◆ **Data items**
--- START ---
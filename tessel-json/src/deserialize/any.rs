use tessel_core::{MapKind, SeqKind, Value, ValueType};

use super::{CollectionDeserializer, MapDeserializer};
use crate::Features;
use crate::context::PathKey;
use crate::error::Result;
use crate::lexer::TokenKind;
use crate::reader::JsonReader;

static ANY: ValueType = ValueType::Any;
static STR: ValueType = ValueType::Str;

/// Untyped values: objects become linked maps, arrays become lists, scalars
/// keep the shape they were written in.
pub(crate) fn deserialize(reader: &mut JsonReader<'_>, key: PathKey) -> Result<Value> {
    match reader.lexer.token() {
        TokenKind::LBrace => {
            MapDeserializer::new(MapKind::Linked, &STR, &ANY).read_into(reader, None, key)
        }
        TokenKind::LBracket => {
            CollectionDeserializer::new(SeqKind::List, &ANY).read_into(reader, None, key)
        }
        TokenKind::Float if reader.config.has(Features::USE_BIG_DECIMAL) => {
            let decimal = reader.lexer.decimal_value()?;
            reader.lexer.next_token()?;
            Ok(Value::Decimal(decimal))
        }
        _ => match reader.lexer.scalar()? {
            Some(scalar) => Ok(scalar.into_value()),
            None => Err(reader.lexer.unexpected("a value")),
        },
    }
}
use tessel_core::{Key, MapKind, MapNode, Node, NodeId, Value, ValueType};

use super::{RecordDeserializer, ValueDeserializer, deserializer_for};
use crate::context::{CtxId, PathKey};
use crate::error::{DeserError, DeserErrorKind, Result};
use crate::lexer::TokenKind;
use crate::reader::JsonReader;
use crate::resolve::Slot;
use crate::Features;

/// JSON objects into maps.
#[derive(Debug, Clone)]
pub struct MapDeserializer<'t> {
    kind: MapKind,
    key: &'t ValueType,
    value: &'t ValueType,
}

impl<'t> MapDeserializer<'t> {
    /// Deserializer for a `kind` map from `key` to `value`.
    pub fn new(kind: MapKind, key: &'t ValueType, value: &'t ValueType) -> Self {
        Self { kind, key, value }
    }

    /// Read an object. With `existing`, entries go into that map instead of a
    /// new one, and `null` leaves it untouched.
    pub(crate) fn read_into(
        &self,
        reader: &mut JsonReader<'_>,
        existing: Option<NodeId>,
        key: PathKey,
    ) -> Result<Value> {
        match reader.lexer.token() {
            TokenKind::LBrace => {}
            TokenKind::Null => {
                reader.lexer.next_token()?;
                return Ok(existing.map_or(Value::Null, Value::Node));
            }
            TokenKind::Str if reader.lexer.string_value().is_empty() => {
                reader.lexer.next_token()?;
                return Ok(existing.map_or(Value::Null, Value::Node));
            }
            _ => return Err(reader.lexer.mismatch("an object")),
        }
        let span = reader.lexer.span();
        reader.lexer.next_token()?;

        if self.kind == MapKind::EnumKeyed && !matches!(self.key, ValueType::Enum(_)) {
            return Err(reader.lexer.error(DeserErrorKind::InvalidValue {
                message: format!("enum-keyed map declared with `{}` keys", self.key),
            }));
        }
        let value_de = deserializer_for(self.value, reader.registry)
            .map_err(|err| err.or_span(span))?;
        let key_de = match self.key {
            ValueType::Str | ValueType::Any => None,
            ty => Some(deserializer_for(ty, reader.registry).map_err(|err| err.or_span(span))?),
        };

        let mut entries = Entries {
            node: existing,
            ctx: None,
            key,
        };
        let result = self.read_entries(reader, &mut entries, &value_de, key_de.as_ref());
        if let Some(ctx) = entries.ctx {
            reader.state.contexts.pop(ctx);
        }
        let redirected = result?;
        if let Some(value) = redirected {
            return Ok(value);
        }

        let id = entries.node(self, reader);
        reader.state.graph.finish(id);
        Ok(Value::Node(id))
    }

    /// Returns `Some` when the object turned out to be a reference or a record.
    fn read_entries(
        &self,
        reader: &mut JsonReader<'_>,
        entries: &mut Entries,
        value_de: &ValueDeserializer<'_>,
        key_de: Option<&ValueDeserializer<'_>>,
    ) -> Result<Option<Value>> {
        let special = !reader.config.has(Features::DISABLE_SPECIAL_KEY_DETECT);
        let mut first = entries.node.is_none();

        loop {
            let span = reader.lexer.span();
            let Some(name) = reader.lexer.scan_key()? else {
                return Ok(None);
            };

            if first && special {
                if name == "$ref" {
                    let value = reader.read_ref()?;
                    reader.lexer.advance(TokenKind::RBrace)?;
                    return Ok(Some(value));
                }
                if name == reader.config.type_key()
                    && reader.lexer.token() == TokenKind::Str
                    && let Ok(ty) = reader.registry.resolve_untyped(
                        reader.lexer.string_value(),
                        reader.config.guard(),
                        reader.config.has(Features::SAFE_MODE),
                    )
                {
                    trace!("map redirected to record `{}`", ty.name());
                    reader.lexer.next_token()?;
                    let key = core::mem::replace(&mut entries.key, PathKey::Root);
                    return RecordDeserializer::new(ty).resume(reader, key).map(Some);
                }
            }
            first = false;

            let id = entries.node(self, reader);
            let map_key = match key_de {
                None => Key::Str(name.clone()),
                Some(de) => {
                    let key = reader.read_key(&name, self.key, de, span)?;
                    if self.kind == MapKind::EnumKeyed && key.as_enum().is_none() {
                        return Err(DeserError::new(
                            DeserErrorKind::InvalidValue {
                                message: format!("`{name}` is not a constant of `{}`", self.key),
                            },
                            span,
                        ));
                    }
                    Key::from(&key)
                }
            };

            let (value, deferred) = reader.read_slot(value_de, PathKey::Field(name))?;
            if let Some(Node::Map(map)) = reader.state.graph.get_mut(id) {
                map.insert(map_key.clone(), value);
            }
            if let Some(task) = deferred {
                reader.bind(task, Slot::Entry(id, map_key));
            }
            reader.lexer.end_member()?;
        }
    }
}

/// Map node and context, both created at the first ordinary entry.
struct Entries {
    node: Option<NodeId>,
    ctx: Option<CtxId>,
    key: PathKey,
}

impl Entries {
    fn node(&mut self, de: &MapDeserializer<'_>, reader: &mut JsonReader<'_>) -> NodeId {
        let id = match self.node {
            Some(id) => id,
            None => {
                let id = reader
                    .state
                    .graph
                    .alloc(Node::Map(MapNode::new(de.kind.clone())));
                self.node = Some(id);
                id
            }
        };
        if self.ctx.is_none() {
            let key = core::mem::replace(&mut self.key, PathKey::Root);
            self.ctx = Some(reader.state.contexts.push(Some(id), key));
        }
        id
    }
}
//! Proc-macro backing `#[tessel_testhelpers::test]`.

use unsynn::*;

keyword! {
    KFn = "fn";
}

unsynn! {
    // attributes, visibility and qualifiers in front of `fn`
    struct Prelude {
        tokens: Any<Cons<Except<KFn>, TokenTree>>,
    }

    // generics, parameters, return type and where clause
    struct Signature {
        tokens: Any<Cons<Except<BraceGroup>, TokenTree>>,
    }

    struct TestFn {
        prelude: Prelude,
        _fn: KFn,
        name: Ident,
        signature: Signature,
        body: BraceGroup,
    }
}

impl quote::ToTokens for Prelude {
    fn to_tokens(&self, tokens: &mut TokenStream) {
        self.tokens.to_tokens(tokens)
    }
}

impl quote::ToTokens for Signature {
    fn to_tokens(&self, tokens: &mut TokenStream) {
        self.tokens.to_tokens(tokens)
    }
}

/// Marks a test and installs the tessel tracing subscriber before its body.
///
/// ```ignore
/// #[tessel_testhelpers::test]
/// fn parses_nested_records() {
///     // TESSEL_LOG controls what is printed
/// }
/// ```
///
/// An argument replaces the default `#[test]` attribute:
///
/// ```ignore
/// #[tessel_testhelpers::test(other_runtime::test)]
/// fn runs_elsewhere() {}
/// ```
#[proc_macro_attribute]
pub fn test(
    attr: proc_macro::TokenStream,
    item: proc_macro::TokenStream,
) -> proc_macro::TokenStream {
    let item = TokenStream::from(item);
    let mut iter = item.to_token_iter();
    let TestFn {
        prelude,
        _fn,
        name,
        signature,
        body,
    } = match iter.parse::<TestFn>() {
        Ok(parsed) => parsed,
        Err(_) => {
            return quote::quote! {
                ::core::compile_error!("#[tessel_testhelpers::test] expects a function");
            }
            .into();
        }
    };

    let marker = if attr.is_empty() {
        quote::quote! { #[::core::prelude::rust_2024::test] }
    } else {
        let attr = TokenStream::from(attr);
        quote::quote! { #[#attr] }
    };
    let body = body.0.stream();

    quote::quote! {
        #marker
        #prelude fn #name #signature {
            ::tessel_testhelpers::setup();

            #body
        }
    }
    .into()
}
--- END ---
◆ **Task details**
The answer must be a single number: how many lines in the data above contain the string "ValueDeserializer".

◆ **Response area**
3